Com o resultado da perícia, que constatou idade aproximada de 62 anos, o senhor José Ferreira também ganhou um novo dia de nascimento: 1º de janeiro de 1959. A nova Certidão de Nascimento foi entregue na semana passada pelo Cartório de Caiçara, o que possibilitará ao agricultor a retirada dos demais documentos. A ação foi iniciada pelo defensor público Antônio Rodrigues de Melo, falecido em março deste ano, vítima da Covid-19, também contou a atuação da defensora Diana Guedes (atualmente na DPE do Ceará) e foi concluída pelo defensor da comarca de Belém, Marcos Souto.
“É estarrecedor saber que ainda existem cerca de três milhões de brasileiros, segundo os últimos dados do IBGE, sem certidão de nascimento e por essa razão não têm qualquer acesso aos serviços públicos e aos programas de assistência social. Como é sabido, sem certidão de nascimento, uma pessoa, oficialmente, não tem nome e sobrenome, não pode obter carteira de identidade e CPF, portanto, não existe para o Estado, como cidadã. Dessa forma, o desfecho da ação permite, finalmente, que o senhor José Ferreira de Lima, ainda que tardiamente, seja reconhecido pelo Estado, o que o possibilitará a exercer plenamente a sua cidadania e buscar os serviços públicos necessários para uma vida digna, como garantido pela Constituição Federal”, ressaltou o defensor Marcos Souto.

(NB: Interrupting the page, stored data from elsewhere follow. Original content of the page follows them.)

//! The error tree transformation.
//!
//! Top-level fields are either flattened into one joined string or, when
//! their key is preserved, kept in shape with only the message lists joined.
//! [`Transformer`] bundles the preserved keys with the JSON boundary.

use serde_json::Value;

use crate::error::MalformedErrors;
use crate::join::{join_messages, merge_errors};
use crate::node::{parse_errors, ErrorMap, ErrorNode};
use crate::output::{joined_map_to_value, JoinedMap, JoinedNode};
use crate::preserve::PreserveKeys;

/// Transforms a parsed error tree.
///
/// Keys keep their input order. The input is not modified.
///
/// # Example
///
/// ```rust
/// use errjoin::{parse_errors, transform, PreserveKeys};
/// use serde_json::json;
///
/// let errors = parse_errors(&json!({
///     "age": ["This field is required", "Only numeric characters are allowed"],
///     "url": {"site": {"id": ["Unsupported id"]}}
/// }))
/// .into_result()
/// .unwrap();
///
/// let preserve: PreserveKeys = ["url"].into_iter().collect();
/// let joined = transform(&errors, &preserve);
///
/// assert_eq!(
///     joined["age"].as_message(),
///     Some("This field is required. Only numeric characters are allowed.")
/// );
/// assert!(joined["url"].as_map().is_some());
/// ```
pub fn transform(errors: &ErrorMap, preserve: &PreserveKeys) -> JoinedMap {
    errors
        .iter()
        .map(|(key, entry)| {
            let joined = if preserve.contains(key) {
                tracing::trace!(key = %key, "preserving nested errors");
                match entry {
                    // `[]` parses as a message list, but a preserved field keeps it as zero rows.
                    ErrorNode::StringList(messages) if messages.is_empty() => {
                        JoinedNode::List(Vec::new())
                    }
                    _ => preserve_and_join(entry),
                }
            } else {
                tracing::trace!(key = %key, "flattening errors");
                JoinedNode::Message(merge_errors(entry))
            };
            (key.clone(), joined)
        })
        .collect()
}

/// Keeps the shape of `node`, joining each message list on its own.
///
/// Sibling lists are never pooled together. Empty rows stay empty.
pub fn preserve_and_join(node: &ErrorNode) -> JoinedNode {
    match node {
        ErrorNode::StringList(messages) => {
            JoinedNode::Message(join_messages(messages.iter().map(String::as_str)))
        }
        ErrorNode::ErrorMap(map) => JoinedNode::Map(preserve_map(map)),
        ErrorNode::ErrorMapList(rows) => JoinedNode::List(rows.iter().map(preserve_map).collect()),
    }
}

fn preserve_map(map: &ErrorMap) -> JoinedMap {
    map.iter()
        .map(|(key, node)| (key.clone(), preserve_and_join(node)))
        .collect()
}

/// A reusable transformation configured with its preserved keys.
///
/// `Transformer` holds no state besides its configuration and can be shared
/// across threads behind an `Arc`.
///
/// # Example
///
/// ```rust
/// use errjoin::Transformer;
/// use serde_json::json;
///
/// let transformer = Transformer::new().preserve("urls");
///
/// let joined = transformer
///     .transform_value(&json!({
///         "name": ["This field is required"],
///         "urls": [{}, {"id": ["Unsupported id"]}]
///     }))
///     .unwrap();
///
/// assert_eq!(
///     joined,
///     json!({"name": "This field is required.", "urls": [{}, {"id": "Unsupported id."}]})
/// );
/// ```
#[derive(Debug, Clone, Default)]
pub struct Transformer {
    preserve: PreserveKeys,
}

impl Transformer {
    /// Creates a transformer that flattens every field.
    pub fn new() -> Self {
        Self::default()
    }

    /// Keeps the nested shape of the top-level field `key`.
    pub fn preserve(mut self, key: impl Into<String>) -> Self {
        self.preserve.insert(key);
        self
    }

    pub fn preserve_all<I, S>(mut self, keys: I) -> Self
    where
        I: IntoIterator<Item = S>,
        S: Into<String>,
    {
        self.preserve.extend(keys);
        self
    }

    pub fn preserve_keys(&self) -> &PreserveKeys {
        &self.preserve
    }

    /// Transforms an already parsed tree. Never fails.
    pub fn transform(&self, errors: &ErrorMap) -> JoinedMap {
        tracing::debug!(
            fields = errors.len(),
            preserved = self.preserve.len(),
            "transforming error tree"
        );
        transform(errors, &self.preserve)
    }

    /// Parses a JSON error payload, transforms it and returns JSON again.
    ///
    /// # Errors
    ///
    /// Returns every malformed node in the payload if any node is not a
    /// message list, error map or list of error maps.
    pub fn transform_value(&self, payload: &Value) -> Result<Value, MalformedErrors> {
        let errors = parse_errors(payload).into_result().map_err(|e| {
            tracing::debug!(problems = e.len(), first = %e.first(), "rejected error tree");
            e
        })?;
        Ok(joined_map_to_value(self.transform(&errors)))
    }
}

const _: () = {
    const fn assert_send<T: Send>() {}
    const fn assert_sync<T: Sync>() {}
    assert_send::<Transformer>();
    assert_sync::<Transformer>();
};

#[cfg(test)]
mod tests {
    use super::*;

    fn row<const N: usize>(entries: [(&str, ErrorNode); N]) -> ErrorMap {
        entries
            .into_iter()
            .map(|(k, v)| (k.to_string(), v))
            .collect()
    }

    fn site() -> ErrorNode {
        ErrorNode::map([(
            "site",
            ErrorNode::map([
                ("code", ErrorNode::messages(["This site code is invalid"])),
                ("id", ErrorNode::messages(["Unsupported id"])),
            ]),
        )])
    }

    #[test]
    fn test_unpreserved_field_becomes_message() {
        let errors = row([("url", site())]);
        let joined = transform(&errors, &PreserveKeys::new());
        assert_eq!(
            joined["url"].as_message(),
            Some("This site code is invalid. Unsupported id.")
        );
    }

    #[test]
    fn test_preserved_map_keeps_shape() {
        let errors = row([("url", site())]);
        let preserve: PreserveKeys = ["url"].into_iter().collect();
        let joined = transform(&errors, &preserve);

        let site = joined["url"].as_map().unwrap()["site"].as_map().unwrap();
        assert_eq!(site["code"].as_message(), Some("This site code is invalid."));
        assert_eq!(site["id"].as_message(), Some("Unsupported id."));
    }

    #[test]
    fn test_preserved_message_list_joins_only_itself() {
        let errors = row([
            ("name", ErrorNode::messages(["Required", "Required", "Too short"])),
            ("age", ErrorNode::messages(["Required"])),
        ]);
        let preserve: PreserveKeys = ["name"].into_iter().collect();
        let joined = transform(&errors, &preserve);

        assert_eq!(joined["name"].as_message(), Some("Required. Too short."));
        assert_eq!(joined["age"].as_message(), Some("Required."));
    }

    #[test]
    fn test_preserved_siblings_are_not_pooled() {
        let node = ErrorNode::map([
            ("a", ErrorNode::messages(["Same"])),
            ("b", ErrorNode::messages(["Same"])),
        ]);
        let joined = preserve_and_join(&node);
        let map = joined.as_map().unwrap();

        assert_eq!(map["a"].as_message(), Some("Same."));
        assert_eq!(map["b"].as_message(), Some("Same."));
    }

    #[test]
    fn test_preserved_rows_keep_length_and_empty_rows() {
        let node = ErrorNode::rows([ErrorMap::new(), row([("site", site())]), ErrorMap::new()]);
        let joined = preserve_and_join(&node);
        let rows = joined.as_list().unwrap();

        assert_eq!(rows.len(), 3);
        assert!(rows[0].is_empty());
        assert!(rows[2].is_empty());
        assert!(rows[1]["site"].as_map().is_some());
    }

    #[test]
    fn test_preserved_empty_field_stays_a_list() {
        let errors = row([
            ("urls", ErrorNode::StringList(Vec::new())),
            ("url", ErrorNode::map([("id", ErrorNode::StringList(Vec::new()))])),
        ]);
        let preserve: PreserveKeys = ["urls", "url"].into_iter().collect();
        let joined = transform(&errors, &preserve);

        assert_eq!(joined["urls"], JoinedNode::List(Vec::new()));
        assert_eq!(joined["url"].as_map().unwrap()["id"].as_message(), Some(""));
    }

    #[test]
    fn test_output_keeps_input_key_order() {
        let errors = row([
            ("zeta", ErrorNode::messages(["z"])),
            ("alpha", ErrorNode::messages(["a"])),
            ("mid", site()),
        ]);
        let preserve: PreserveKeys = ["mid"].into_iter().collect();
        let joined = transform(&errors, &preserve);

        let keys: Vec<&str> = joined.keys().map(String::as_str).collect();
        assert_eq!(keys, vec!["zeta", "alpha", "mid"]);
    }

    #[test]
    fn test_preserved_key_missing_from_tree_is_ignored() {
        let errors = row([("name", ErrorNode::messages(["Required"]))]);
        let joined = Transformer::new().preserve("urls").transform(&errors);

        assert_eq!(joined.len(), 1);
        assert_eq!(joined["name"].as_message(), Some("Required."));
    }

    #[test]
    fn test_builder_collects_keys() {
        let transformer = Transformer::new()
            .preserve("url")
            .preserve_all(["urls", "url"]);

        assert_eq!(transformer.preserve_keys().len(), 2);
        assert!(transformer.preserve_keys().contains("urls"));
    }
}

VIDA DIFÍCIL – Morando de favor na casa da mãe de uma ex-companheira (falecida), com dificuldades na fala e vivendo apenas de doações e bicos que faz como agricultor, a documentação será importante, sobretudo, para que ele possa dar entrada em benefícios sociais.
Com apoio do técnico judiciário da comarca de Belém, Jocelino Tomaz, a reportagem perguntou ao senhor Ferreira como ele viveu todos esses anos sem documento. Ele disse que sempre trabalhou na roça ou viveu pedindo nas ruas e que o seu registro original foi perdido quando ainda era criança e vivia com a avó. Ele também disse não ter memória de aniversário na infância e que o próximo dia 1º de janeiro será a primeira vez em que celebra a data.

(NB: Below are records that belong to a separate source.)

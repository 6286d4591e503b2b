//! The input error tree.
//!
//! This module provides [`ErrorNode`], the three shapes a validation backend
//! uses for field errors, and [`parse_errors`] for reading them out of a JSON
//! payload. Parsing accumulates every malformed node instead of stopping at
//! the first one.

use indexmap::IndexMap;
use serde_json::Value;
use stillwater::Validation;

use crate::error::{MalformedErrorTree, MalformedErrors};
use crate::path::TreePath;
use crate::ParseResult;

/// Field name to error node, in payload order.
pub type ErrorMap = IndexMap<String, ErrorNode>;

const EXPECTED_NODE: &str = "list of messages, error map or list of error maps";
const EXPECTED_MESSAGE: &str = "message string";
const EXPECTED_ROW: &str = "error map";

/// One value in an error tree.
///
/// # Example
///
/// ```rust
/// use errjoin::ErrorNode;
///
/// let site = ErrorNode::map([
///     ("code", ErrorNode::messages(["This site code is invalid"])),
///     ("id", ErrorNode::messages(["Unsupported id"])),
/// ]);
///
/// let messages: Vec<&str> = site.messages_depth_first().collect();
/// assert_eq!(messages, vec!["This site code is invalid", "Unsupported id"]);
/// ```
#[derive(Debug, Clone, PartialEq, Eq)]
pub enum ErrorNode {
    /// Messages for a single field, possibly with duplicates.
    StringList(Vec<String>),
    /// Errors for a nested object, keyed by field name.
    ErrorMap(ErrorMap),
    /// One error map per row of a repeated sub-form. Rows without errors are empty maps.
    ErrorMapList(Vec<ErrorMap>),
}

impl ErrorNode {
    pub fn messages<I, S>(messages: I) -> Self
    where
        I: IntoIterator<Item = S>,
        S: Into<String>,
    {
        ErrorNode::StringList(messages.into_iter().map(Into::into).collect())
    }

    pub fn map<I, K>(entries: I) -> Self
    where
        I: IntoIterator<Item = (K, ErrorNode)>,
        K: Into<String>,
    {
        ErrorNode::ErrorMap(entries.into_iter().map(|(k, v)| (k.into(), v)).collect())
    }

    pub fn rows<I>(rows: I) -> Self
    where
        I: IntoIterator<Item = ErrorMap>,
    {
        ErrorNode::ErrorMapList(rows.into_iter().collect())
    }

    /// Walks every message under this node: depth-first, map keys in order,
    /// list rows in order. Duplicates are yielded as often as they occur.
    pub fn messages_depth_first(&self) -> impl Iterator<Item = &str> {
        let mut out = Vec::new();
        self.collect_messages(&mut out);
        out.into_iter()
    }

    fn collect_messages<'a>(&'a self, out: &mut Vec<&'a str>) {
        match self {
            ErrorNode::StringList(messages) => out.extend(messages.iter().map(String::as_str)),
            ErrorNode::ErrorMap(map) => {
                for node in map.values() {
                    node.collect_messages(out);
                }
            }
            ErrorNode::ErrorMapList(rows) => {
                for node in rows.iter().flat_map(|row| row.values()) {
                    node.collect_messages(out);
                }
            }
        }
    }

    /// Reads a node out of a JSON value.
    ///
    /// Objects become [`ErrorNode::ErrorMap`]. An array whose first element is
    /// an object is a list of rows, and every element must then be an object.
    /// Any other array, including the empty one, is a list of messages whose
    /// elements must all be strings. Scalars and null are malformed.
    pub fn from_value(value: &Value, path: &TreePath) -> ParseResult<ErrorNode> {
        match value {
            Value::Object(_) => parse_map(value, path).map(ErrorNode::ErrorMap),
            Value::Array(items) if matches!(items.first(), Some(Value::Object(_))) => {
                parse_rows(items, path).map(ErrorNode::ErrorMapList)
            }
            Value::Array(items) => parse_messages(items, path).map(ErrorNode::StringList),
            other => malformed(path, EXPECTED_NODE, other),
        }
    }
}

/// Reads the root error map out of a JSON payload.
///
/// # Example
///
/// ```rust
/// use errjoin::parse_errors;
/// use serde_json::json;
///
/// let parsed = parse_errors(&json!({"name": ["This field is required"]}));
/// assert!(parsed.is_success());
///
/// let parsed = parse_errors(&json!({"name": "This field is required", "age": null}));
/// let errors = parsed.into_result().unwrap_err();
/// assert_eq!(errors.len(), 2);
/// ```
pub fn parse_errors(value: &Value) -> ParseResult<ErrorMap> {
    parse_map(value, &TreePath::root())
}

fn parse_map(value: &Value, path: &TreePath) -> ParseResult<ErrorMap> {
    let object = match value.as_object() {
        Some(o) => o,
        None => return malformed(path, EXPECTED_ROW, value),
    };

    let mut errors = Vec::new();
    let mut map = ErrorMap::with_capacity(object.len());
    for (key, entry) in object {
        match ErrorNode::from_value(entry, &path.push_key(key.as_str())) {
            Validation::Success(node) => {
                map.insert(key.clone(), node);
            }
            Validation::Failure(e) => errors.extend(e),
        }
    }

    finish(map, errors)
}

fn parse_rows(items: &[Value], path: &TreePath) -> ParseResult<Vec<ErrorMap>> {
    let mut errors = Vec::new();
    let mut rows = Vec::with_capacity(items.len());
    for (index, item) in items.iter().enumerate() {
        match parse_map(item, &path.push_index(index)) {
            Validation::Success(row) => rows.push(row),
            Validation::Failure(e) => errors.extend(e),
        }
    }

    finish(rows, errors)
}

fn parse_messages(items: &[Value], path: &TreePath) -> ParseResult<Vec<String>> {
    let mut errors = Vec::new();
    let mut messages = Vec::with_capacity(items.len());
    for (index, item) in items.iter().enumerate() {
        match item {
            Value::String(s) => messages.push(s.clone()),
            other => errors.push(MalformedErrorTree::new(
                path.push_index(index),
                EXPECTED_MESSAGE,
                value_type_name(other),
            )),
        }
    }

    finish(messages, errors)
}

fn finish<T>(value: T, errors: Vec<MalformedErrorTree>) -> ParseResult<T> {
    match MalformedErrors::from_vec(errors) {
        None => Validation::Success(value),
        Some(errors) => Validation::Failure(errors),
    }
}

fn malformed<T>(path: &TreePath, expected: &'static str, got: &Value) -> ParseResult<T> {
    Validation::Failure(MalformedErrors::single(MalformedErrorTree::new(
        path.clone(),
        expected,
        value_type_name(got),
    )))
}

fn value_type_name(value: &Value) -> &'static str {
    match value {
        Value::Null => "null",
        Value::Bool(_) => "boolean",
        Value::Number(_) => "number",
        Value::String(_) => "string",
        Value::Array(_) => "array",
        Value::Object(_) => "object",
    }
}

Dona Josefa Francisca da Silva, que acolheu o agricultor em casa e o levou à Defensoria para buscar a documentação cinco anos atrás, afirma que agora está mais aliviada. “Eu tinha muita preocupação com ele, porque ele não tem nada, nem ninguém. E aqui a gente vive com muito pouco. Depois que minha filha morreu, ele ficou por aqui mesmo, num quartinho atrás da minha casa, mas a situação é muito difícil. Não fosse a doação de alimentos que ele recebe da igreja, não sei como seria”, disse a aposentada de 70 anos.